§ The task
Your task is to transcribe the entries exactly.

* * * * * * *

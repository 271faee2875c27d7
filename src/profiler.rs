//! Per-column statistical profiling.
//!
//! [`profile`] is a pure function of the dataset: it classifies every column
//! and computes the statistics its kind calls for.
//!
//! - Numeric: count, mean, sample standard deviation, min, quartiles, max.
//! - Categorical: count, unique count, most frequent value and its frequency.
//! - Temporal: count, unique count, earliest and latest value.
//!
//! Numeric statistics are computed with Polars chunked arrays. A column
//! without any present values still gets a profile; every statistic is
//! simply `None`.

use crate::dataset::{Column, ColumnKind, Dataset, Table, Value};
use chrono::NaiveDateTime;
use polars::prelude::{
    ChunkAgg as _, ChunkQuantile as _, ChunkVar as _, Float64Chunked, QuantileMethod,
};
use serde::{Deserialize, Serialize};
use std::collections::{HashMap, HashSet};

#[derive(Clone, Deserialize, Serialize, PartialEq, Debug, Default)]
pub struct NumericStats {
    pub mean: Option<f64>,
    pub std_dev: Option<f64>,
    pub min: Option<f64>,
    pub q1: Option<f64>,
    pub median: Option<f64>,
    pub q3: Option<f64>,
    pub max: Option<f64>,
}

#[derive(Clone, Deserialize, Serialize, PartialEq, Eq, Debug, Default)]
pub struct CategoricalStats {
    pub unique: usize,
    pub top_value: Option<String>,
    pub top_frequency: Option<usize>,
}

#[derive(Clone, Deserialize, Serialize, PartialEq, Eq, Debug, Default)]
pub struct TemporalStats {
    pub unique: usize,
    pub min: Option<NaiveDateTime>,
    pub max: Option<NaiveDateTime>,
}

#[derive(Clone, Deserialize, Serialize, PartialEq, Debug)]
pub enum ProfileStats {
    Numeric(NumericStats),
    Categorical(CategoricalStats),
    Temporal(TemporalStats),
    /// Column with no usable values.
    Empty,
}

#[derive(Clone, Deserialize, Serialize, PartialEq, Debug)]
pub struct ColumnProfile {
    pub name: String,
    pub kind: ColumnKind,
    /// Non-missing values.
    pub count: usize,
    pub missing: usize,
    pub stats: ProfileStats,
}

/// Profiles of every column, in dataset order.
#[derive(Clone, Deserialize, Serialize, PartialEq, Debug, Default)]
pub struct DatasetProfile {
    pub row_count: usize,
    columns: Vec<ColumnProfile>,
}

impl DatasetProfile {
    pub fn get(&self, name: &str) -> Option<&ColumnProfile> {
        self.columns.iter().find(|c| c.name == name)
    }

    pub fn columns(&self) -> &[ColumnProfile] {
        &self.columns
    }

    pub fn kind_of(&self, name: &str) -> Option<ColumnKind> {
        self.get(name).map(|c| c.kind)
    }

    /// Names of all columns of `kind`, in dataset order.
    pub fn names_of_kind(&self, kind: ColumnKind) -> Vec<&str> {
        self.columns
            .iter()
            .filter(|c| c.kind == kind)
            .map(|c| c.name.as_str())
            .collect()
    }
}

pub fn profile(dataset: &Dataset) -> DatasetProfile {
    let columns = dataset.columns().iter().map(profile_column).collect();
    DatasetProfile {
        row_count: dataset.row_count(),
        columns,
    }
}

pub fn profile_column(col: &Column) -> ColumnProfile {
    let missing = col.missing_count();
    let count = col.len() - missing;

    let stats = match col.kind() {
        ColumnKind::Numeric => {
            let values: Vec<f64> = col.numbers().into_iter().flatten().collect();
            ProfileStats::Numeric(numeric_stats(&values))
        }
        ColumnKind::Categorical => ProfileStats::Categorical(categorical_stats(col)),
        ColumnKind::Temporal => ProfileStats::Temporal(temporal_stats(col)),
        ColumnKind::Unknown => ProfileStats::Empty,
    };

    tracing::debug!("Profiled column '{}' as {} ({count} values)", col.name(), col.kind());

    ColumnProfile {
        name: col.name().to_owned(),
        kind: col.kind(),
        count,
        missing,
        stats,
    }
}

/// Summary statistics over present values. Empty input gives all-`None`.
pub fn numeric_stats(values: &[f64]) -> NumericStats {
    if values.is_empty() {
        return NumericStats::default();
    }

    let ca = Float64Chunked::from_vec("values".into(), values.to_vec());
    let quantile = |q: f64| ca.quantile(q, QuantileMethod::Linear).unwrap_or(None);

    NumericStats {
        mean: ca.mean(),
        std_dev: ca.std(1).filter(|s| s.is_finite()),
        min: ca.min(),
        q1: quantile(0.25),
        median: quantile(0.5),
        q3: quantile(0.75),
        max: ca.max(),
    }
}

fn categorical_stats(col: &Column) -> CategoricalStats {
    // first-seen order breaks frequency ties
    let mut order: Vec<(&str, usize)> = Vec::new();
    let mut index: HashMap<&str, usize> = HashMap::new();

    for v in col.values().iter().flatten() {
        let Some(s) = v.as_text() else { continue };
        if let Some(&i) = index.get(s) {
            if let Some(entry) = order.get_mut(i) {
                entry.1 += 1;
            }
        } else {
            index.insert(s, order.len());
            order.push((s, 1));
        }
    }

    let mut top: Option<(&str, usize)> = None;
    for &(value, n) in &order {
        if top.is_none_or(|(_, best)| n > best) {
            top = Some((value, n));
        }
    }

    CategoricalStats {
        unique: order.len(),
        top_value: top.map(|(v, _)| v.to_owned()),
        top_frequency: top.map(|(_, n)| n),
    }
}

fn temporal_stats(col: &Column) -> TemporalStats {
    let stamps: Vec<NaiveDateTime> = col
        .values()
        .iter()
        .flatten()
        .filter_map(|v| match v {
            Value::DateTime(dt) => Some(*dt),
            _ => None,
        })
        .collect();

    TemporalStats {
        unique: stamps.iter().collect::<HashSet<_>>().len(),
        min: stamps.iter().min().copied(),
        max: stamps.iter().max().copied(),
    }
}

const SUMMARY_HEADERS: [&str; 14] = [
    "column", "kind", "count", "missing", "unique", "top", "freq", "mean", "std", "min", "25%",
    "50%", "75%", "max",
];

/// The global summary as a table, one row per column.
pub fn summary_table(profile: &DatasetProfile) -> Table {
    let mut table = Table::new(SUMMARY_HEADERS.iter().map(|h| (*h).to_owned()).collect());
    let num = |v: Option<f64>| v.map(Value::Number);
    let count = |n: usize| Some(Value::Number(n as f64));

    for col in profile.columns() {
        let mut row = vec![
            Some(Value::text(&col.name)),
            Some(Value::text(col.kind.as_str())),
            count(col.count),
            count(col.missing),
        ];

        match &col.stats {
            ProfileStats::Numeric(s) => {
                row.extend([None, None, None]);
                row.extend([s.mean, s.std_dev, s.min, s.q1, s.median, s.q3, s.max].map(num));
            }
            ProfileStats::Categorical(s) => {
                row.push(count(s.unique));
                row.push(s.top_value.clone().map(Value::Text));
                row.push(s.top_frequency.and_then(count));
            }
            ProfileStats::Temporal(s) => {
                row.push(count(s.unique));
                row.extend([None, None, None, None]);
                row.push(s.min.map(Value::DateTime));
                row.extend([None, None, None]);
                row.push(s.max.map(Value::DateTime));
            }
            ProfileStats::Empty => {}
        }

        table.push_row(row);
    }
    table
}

* * * * * * *

§ Output of the task
repository 271faee2875c27d7
filename src/profiler.rs
//! Per-column statistical profiling.
//!
//! [`profile`] is a pure function of the dataset: it classifies every column
//! and computes the statistics its kind calls for.
//!
//! - Numeric: count, mean, sample standard deviation, min, quartiles, max.
//! - Categorical: count, unique count, most frequent value and its frequency.
//! - Temporal: count, unique count, earliest and latest value.
//!
//! Numeric statistics are computed with Polars chunked arrays. A column
//! without any present values still gets a profile; every statistic is
//! simply `None`.

use crate::dataset::{Column, ColumnKind, Dataset, Table, Value};
use chrono::NaiveDateTime;
use polars::prelude::{
    ChunkAgg as _, ChunkQuantile as _, ChunkVar as _, Float64Chunked, QuantileMethod,
};
use serde::{Deserialize, Serialize};
use std::collections::{HashMap, HashSet};

#[derive(Clone, Deserialize, Serialize, PartialEq, Debug, Default)]
pub struct NumericStats {
    pub mean: Option<f64>,
    pub std_dev: Option<f64>,
    pub min: Option<f64>,
    pub q1: Option<f64>,
    pub median: Option<f64>,
    pub q3: Option<f64>,
    pub max: Option<f64>,
}

#[derive(Clone, Deserialize, Serialize, PartialEq, Eq, Debug, Default)]
pub struct CategoricalStats {
    pub unique: usize,
    pub top_value: Option<String>,
    pub top_frequency: Option<usize>,
}

#[derive(Clone, Deserialize, Serialize, PartialEq, Eq, Debug, Default)]
pub struct TemporalStats {
    pub unique: usize,
    pub min: Option<NaiveDateTime>,
    pub max: Option<NaiveDateTime>,
}

#[derive(Clone, Deserialize, Serialize, PartialEq, Debug)]
pub enum ProfileStats {
    Numeric(NumericStats),
    Categorical(CategoricalStats),
    Temporal(TemporalStats),
    /// Column with no usable values.
    Empty,
}

#[derive(Clone, Deserialize, Serialize, PartialEq, Debug)]
pub struct ColumnProfile {
    pub name: String,
    pub kind: ColumnKind,
    /// Non-missing values.
    pub count: usize,
    pub missing: usize,
    pub stats: ProfileStats,
}

/// Profiles of every column, in dataset order.
#[derive(Clone, Deserialize, Serialize, PartialEq, Debug, Default)]
pub struct DatasetProfile {
    pub row_count: usize,
    columns: Vec<ColumnProfile>,
}

impl DatasetProfile {
    pub fn get(&self, name: &str) -> Option<&ColumnProfile> {
        self.columns.iter().find(|c| c.name == name)
    }

    pub fn columns(&self) -> &[ColumnProfile] {
        &self.columns
    }

    pub fn kind_of(&self, name: &str) -> Option<ColumnKind> {
        self.get(name).map(|c| c.kind)
    }

    /// Names of all columns of `kind`, in dataset order.
    pub fn names_of_kind(&self, kind: ColumnKind) -> Vec<&str> {
        self.columns
            .iter()
            .filter(|c| c.kind == kind)
            .map(|c| c.name.as_str())
            .collect()
    }
}

pub fn profile(dataset: &Dataset) -> DatasetProfile {
    let columns = dataset.columns().iter().map(profile_column).collect();
    DatasetProfile {
        row_count: dataset.row_count(),
        columns,
    }
}

pub fn profile_column(col: &Column) -> ColumnProfile {
    let missing = col.missing_count();
    let count = col.len() - missing;

    let stats = match col.kind() {
        ColumnKind::Numeric => {
            let values: Vec<f64> = col.numbers().into_iter().flatten().collect();
            ProfileStats::Numeric(numeric_stats(&values))
        }
        ColumnKind::Categorical => ProfileStats::Categorical(categorical_stats(col)),
        ColumnKind::Temporal => ProfileStats::Temporal(temporal_stats(col)),
        ColumnKind::Unknown => ProfileStats::Empty,
    };

    tracing::debug!("Profiled column '{}' as {} ({count} values)", col.name(), col.kind());

    ColumnProfile {
        name: col.name().to_owned(),
        kind: col.kind(),
        count,
        missing,
        stats,
    }
}

/// Summary statistics over present values. Empty input gives all-`None`.
pub fn numeric_stats(values: &[f64]) -> NumericStats {
    if values.is_empty() {
        return NumericStats::default();
    }

    let ca = Float64Chunked::from_vec("values".into(), values.to_vec());
    let quantile = |q: f64| ca.quantile(q, QuantileMethod::Linear).unwrap_or(None);

    NumericStats {
        mean: ca.mean(),
        std_dev: ca.std(1).filter(|s| s.is_finite()),
        min: ca.min(),
        q1: quantile(0.25),
        median: quantile(0.5),
        q3: quantile(0.75),
        max: ca.max(),
    }
}

fn categorical_stats(col: &Column) -> CategoricalStats {
    // first-seen order breaks frequency ties
    let mut order: Vec<(&str, usize)> = Vec::new();
    let mut index: HashMap<&str, usize> = HashMap::new();

    for v in col.values().iter().flatten() {
        let Some(s) = v.as_text() else { continue };
        if let Some(&i) = index.get(s) {
            if let Some(entry) = order.get_mut(i) {
                entry.1 += 1;
            }
        } else {
            index.insert(s, order.len());
            order.push((s, 1));
        }
    }

    let mut top: Option<(&str, usize)> = None;
    for &(value, n) in &order {
        if top.is_none_or(|(_, best)| n > best) {
            top = Some((value, n));
        }
    }

    CategoricalStats {
        unique: order.len(),
        top_value: top.map(|(v, _)| v.to_owned()),
        top_frequency: top.map(|(_, n)| n),
    }
}

fn temporal_stats(col: &Column) -> TemporalStats {
    let stamps: Vec<NaiveDateTime> = col
        .values()
        .iter()
        .flatten()
        .filter_map(|v| match v {
            Value::DateTime(dt) => Some(*dt),
            _ => None,
        })
        .collect();

    TemporalStats {
        unique: stamps.iter().collect::<HashSet<_>>().len(),
        min: stamps.iter().min().copied(),
        max: stamps.iter().max().copied(),
    }
}

const SUMMARY_HEADERS: [&str; 14] = [
    "column", "kind", "count", "missing", "unique", "top", "freq", "mean", "std", "min", "25%",
    "50%", "75%", "max",
];

/// The global summary as a table, one row per column.
pub fn summary_table(profile: &DatasetProfile) -> Table {
    let mut table = Table::new(SUMMARY_HEADERS.iter().map(|h| (*h).to_owned()).collect());
    let num = |v: Option<f64>| v.map(Value::Number);
    let count = |n: usize| Some(Value::Number(n as f64));

    for col in profile.columns() {
        let mut row = vec![
            Some(Value::text(&col.name)),
            Some(Value::text(col.kind.as_str())),
            count(col.count),
            count(col.missing),
        ];

        match &col.stats {
            ProfileStats::Numeric(s) => {
                row.extend([None, None, None]);
                row.extend([s.mean, s.std_dev, s.min, s.q1, s.median, s.q3, s.max].map(num));
            }
            ProfileStats::Categorical(s) => {
                row.push(count(s.unique));
                row.push(s.top_value.clone().map(Value::Text));
                row.push(s.top_frequency.and_then(count));
            }
            ProfileStats::Temporal(s) => {
                row.push(count(s.unique));
                row.extend([None, None, None, None]);
                row.push(s.min.map(Value::DateTime));
                row.extend([None, None, None]);
                row.push(s.max.map(Value::DateTime));
            }
            ProfileStats::Empty => {}
        }

        table.push_row(row);
    }
    table
}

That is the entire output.